Da questo punto di vista i raggi X sono altamente aspecifici, possono cioè provocare qualunque tipo di mutazione: mutazioni geniche quando le radiazioni agiscono sulla struttura del DNA, provocando un cambiamento o una perdita di basi, mutazioni cromosomiche quando determinano rotture e riarrangiamenti cromosomici.
La maggior delle mutazioni sono neutrali, ovvero non portano a modificazioni fenotipiche vistose, spesso anzi provocano alterazioni appena percettibili; invece, se le mutazioni hanno un effetto, raramente è adattativo cioè favorevole alla sopravvivenza (mutazioni adattative), ma più spesso è dannoso all'organismo (mutazioni letali), in quest'ultimo caso le mutazioni tendono ad essere eliminate dalla popolazione, in quanto hanno un valore adattativo inferiore rispetto al gene normale.
Le mutazioni letali dovute a geni recessivi lo sono solo allo stato omozigote, cioè quando sono trasmesse a un individuo "in doppia dose"; le dominanti lo sono anche in condizione eterozigote.
Vi è tutta una gamma di mutazioni che vanno da quelle che uccidono l'individuo in uno stadio più o meno precoce della vita embrionale, a quelle che si esprimono fra la nascita e la maturità sessuale.
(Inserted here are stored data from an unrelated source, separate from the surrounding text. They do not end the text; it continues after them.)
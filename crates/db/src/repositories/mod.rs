//! Repository abstractions for data access.
//!
//! Every mutating operation runs inside one database transaction. Internal
//! `*_in` functions take the open transaction so that payroll settlement
//! can provision ledgers and post several entries atomically.

pub mod chart;
pub mod error;
pub mod journal;
pub mod ledger;
pub mod payroll;
pub mod report;
pub mod sequence;

pub use chart::ChartOfAccounts;
pub use error::{StoreError, StoreResult};
pub use journal::{
    EntryWithLines, JournalRepository, LineView, NewJournalEntry, RecordTransactionInput,
    TransactionFilter, TransactionSummary, UpdateTransactionInput,
};
pub use ledger::{
    CreateLedgerInput, EnsureLedger, LedgerFilter, LedgerRepository, LedgerWithHead,
    ProvisionOutcome, ProvisionedLedger, SyncSummary, UpdateLedgerInput,
};
pub use payroll::{
    CreateHolidayInput, PayrollClock, PayrollRepository, PayrollRunDetails, SalaryDraft,
    SaveSlipInput, SettlementSummary, SlipFilter, SlipWithStaff,
};
pub use report::{BalanceCheck, ReportRepository};
pub use sequence::SequenceAllocator;

use payledger_core::ledger::LedgerError;
use payledger_shared::types::to_minor_units;
use rust_decimal::Decimal;

/// Converts an amount into stored minor units.
pub(crate) fn minor(amount: Decimal) -> Result<i64, LedgerError> {
    to_minor_units(amount).ok_or(LedgerError::AmountOutOfRange(amount))
}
Vi sono infine mutazioni letali che si manifestano molto tardi, quando cioè l'individuo ha ormai avuto la possibilità di procreare e queste sono le più dannose per le specie poiché sarà loro possibile ricomparire nelle successive generazioni.
Vi sono anche fattori letali legati ai cromosomi sessuali, che alterano il rapporto fra i sessi. Se infatti una femmina porta in un cromosoma X un fattore letale recessivo, questo verrà trasmesso a metà dei maschi, nei quali si potrà manifestare: il rapporto fra i sessi sarà pertanto di 2:1.
Vanno poi annoverati fra i "letali" tutti quei fattori genetici che producono la sterilità in uno dei due genitori o in ambedue, non tanto perché l'azione letale si esplichi sull'individuo direttamente, ma in quanto essi impediscono la riproduzione, e quindi la perpetuazione della specie. Fattori di sterilità si osservano tanto nelle piante quanto negli animali; essi possono produrre malformazioni degli organi copulatori, ma più spesso intervengono nel produrre anomalie nella formazione dei gameti, provocando soprattutto una disordinata distribuzione dei cromosomi durante la meiosi.